While fault became honey, sweetly puréed upon the flesh I wore,
The drought of one’s character left dry this flesh.
Sticky and shriveled, was my existence.

———————————-

No conquest could restore, dignity or integrity,
The forlorn of a daughter, lost to the hunger of confectioners.
Below beloved, vanity and prosperity.
Anger and tranquility.
Foraged by emissaries of lies and deceit.

Below beloved, fables and reality.
An unwanted pregnancy,
For whose judgment should be used ?

Below beloved
A life without sentence,
With only pleasure’s grown bountifully.

Below beloved, desolation as time goes.
Has life been lost ?
Or has pain gutted from within its home.

Knackered to the bone, yet I say,
Below beloved.
Let the numen be in sovereignty
Let this life have its own merit,
My beloved.
No clarity can wipe clean the love I give to you
Unrequitedly famished, from feeding only one alone.

Not a poet, but I’d milk every word for your love,
Break every law of the world, all whiles knowing you’ve painted upon another’s floor.
Days come days go, every morning it’s always a different song played.
Nature alone entertains my broken heart
Never has such accidie been maimed.

So I plead!
Love me before the quietus of your quiddity comes to a foreclosure in this life we’ve rationed.

Even if you’ve feign every exertion of your body
There’s no better admiration of a fabulist of this nature
I’ve always wanted happiness, to keep it
Not just feel it.
To never feel the pressure to have an umbrella, allowing the rain to soak my skin and leave the sun to dry my soul.
I’ve always wanted it all.
Nagging at the television, of what’s real and what could be.
A good home was always better than a perfect one.
Oh how I wanted it all!
And to know, it was of existence, while I denied myself the moments.
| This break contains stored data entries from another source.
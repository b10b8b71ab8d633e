//! Timeline engine metrics for observability

use prometheus::{CounterVec, Opts, Registry};
use std::sync::OnceLock;

static METRICS: OnceLock<TimelineMetricsInner> = OnceLock::new();

struct TimelineMetricsInner {
    fetches: CounterVec,
    fetch_errors: CounterVec,
    single_flight_joins: CounterVec,
    invalidations: CounterVec,
    mutations: CounterVec,
    rollbacks: CounterVec,
}

impl TimelineMetricsInner {
    fn new() -> Self {
        Self {
            fetches: CounterVec::new(
                Opts::new("timeline_fetches_total", "Total transport fetches per feed"),
                &["kind", "direction"],
            )
            .expect("valid metric definition"),
            fetch_errors: CounterVec::new(
                Opts::new("timeline_fetch_errors_total", "Total failed feed fetches"),
                &["kind", "error_type"],
            )
            .expect("valid metric definition"),
            single_flight_joins: CounterVec::new(
                Opts::new(
                    "timeline_single_flight_joins_total",
                    "Fetch requests that attached to an in-flight fetch",
                ),
                &["kind"],
            )
            .expect("valid metric definition"),
            invalidations: CounterVec::new(
                Opts::new(
                    "timeline_invalidations_total",
                    "Total feed entries marked stale",
                ),
                &["kind"],
            )
            .expect("valid metric definition"),
            mutations: CounterVec::new(
                Opts::new("timeline_mutations_total", "Total coordinated mutations"),
                &["intent", "outcome"],
            )
            .expect("valid metric definition"),
            rollbacks: CounterVec::new(
                Opts::new(
                    "timeline_rollbacks_total",
                    "Feed entries restored after a failed mutation",
                ),
                &["intent"],
            )
            .expect("valid metric definition"),
        }
    }

    fn register(&self, registry: &Registry) -> Result<(), prometheus::Error> {
        registry.register(Box::new(self.fetches.clone()))?;
        registry.register(Box::new(self.fetch_errors.clone()))?;
        registry.register(Box::new(self.single_flight_joins.clone()))?;
        registry.register(Box::new(self.invalidations.clone()))?;
        registry.register(Box::new(self.mutations.clone()))?;
        registry.register(Box::new(self.rollbacks.clone()))?;
        Ok(())
    }
}

fn get_metrics() -> &'static TimelineMetricsInner {
    METRICS.get_or_init(TimelineMetricsInner::new)
}

/// Timeline metrics wrapper
#[derive(Clone, Default)]
pub struct TimelineMetrics;

impl TimelineMetrics {
    pub fn new() -> Self {
        Self
    }

    /// Register metrics with a Prometheus registry
    pub fn register(registry: &Registry) -> Result<(), prometheus::Error> {
        get_metrics().register(registry)
    }

    pub fn record_fetch(&self, kind: &str, direction: &str) {
        get_metrics()
            .fetches
            .with_label_values(&[kind, direction])
            .inc();
    }

    pub fn record_fetch_error(&self, kind: &str, error_type: &str) {
        get_metrics()
            .fetch_errors
            .with_label_values(&[kind, error_type])
            .inc();
    }

    pub fn record_single_flight_join(&self, kind: &str) {
        get_metrics()
            .single_flight_joins
            .with_label_values(&[kind])
            .inc();
    }

    pub fn record_invalidation(&self, kind: &str) {
        get_metrics().invalidations.with_label_values(&[kind]).inc();
    }

    pub fn record_mutation(&self, intent: &str, outcome: &str) {
        get_metrics()
            .mutations
            .with_label_values(&[intent, outcome])
            .inc();
    }

    pub fn record_rollback(&self, intent: &str) {
        get_metrics().rollbacks.with_label_values(&[intent]).inc();
    }
}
I wanted it all, but it would seem I needed not it at all.
We mature by damage, not by age
Not by milestones of numbers, but by the prickles on every stairs.
Hurting in order for knowing.
Painting appealing, the repulsiveness of growing.

Childhood memories planted in traumas and miseries,
Becomes a template to adulthood and its emissaries.
The erudition of time, insults continuously the morsel of one’s life.
Gifts and rewards.
Becomes the incarnation of endeavors and endurance.
At 80, I’ll dance
At 100, I’ll have died
Only for many to say
She lived a happy life.
So bumptious of mankind.
I grew up in a home where wrong doers were the the only prevailers, where sin gave you a chance at fame, and modesty was the dust you swept beneath the rugs.
I became toiled within those walls. Fabricating happiness and joy. Wishing and hoping I had what it takes to be great. Then time grew older on me, and I was gifted the opportunity to make decisions for myself, running away from my demons became my passion, forgetting evil became my love. But time still grew on me, and every time I ran, I retreated back.
No where to build purity, I figured sulking in my own home of sins, would be better than anywhere else.
But time grew on me, and I lost the strength to care, to fight, to be concern with this life being lost. But aren’t I sinner ?
I pretended I was different, better, molded from greater. But I’m a sinner.
Yet !
I have failed to be great. To be happy.
I was ready to butcher it all away, piece by piece, I wanted to place every part of me up for the highest payer.
Maybe I still do?
God deprives us of options
Oh yes, how sweet and good it is to have options
But how often have we picked the right options?
To have it all and not know.

We curse at his favoritism, dethroning faith and belief in his existence.
Spiting his love, and bargaining his hurt.
Only for him to deprive us of options, for love is his conception.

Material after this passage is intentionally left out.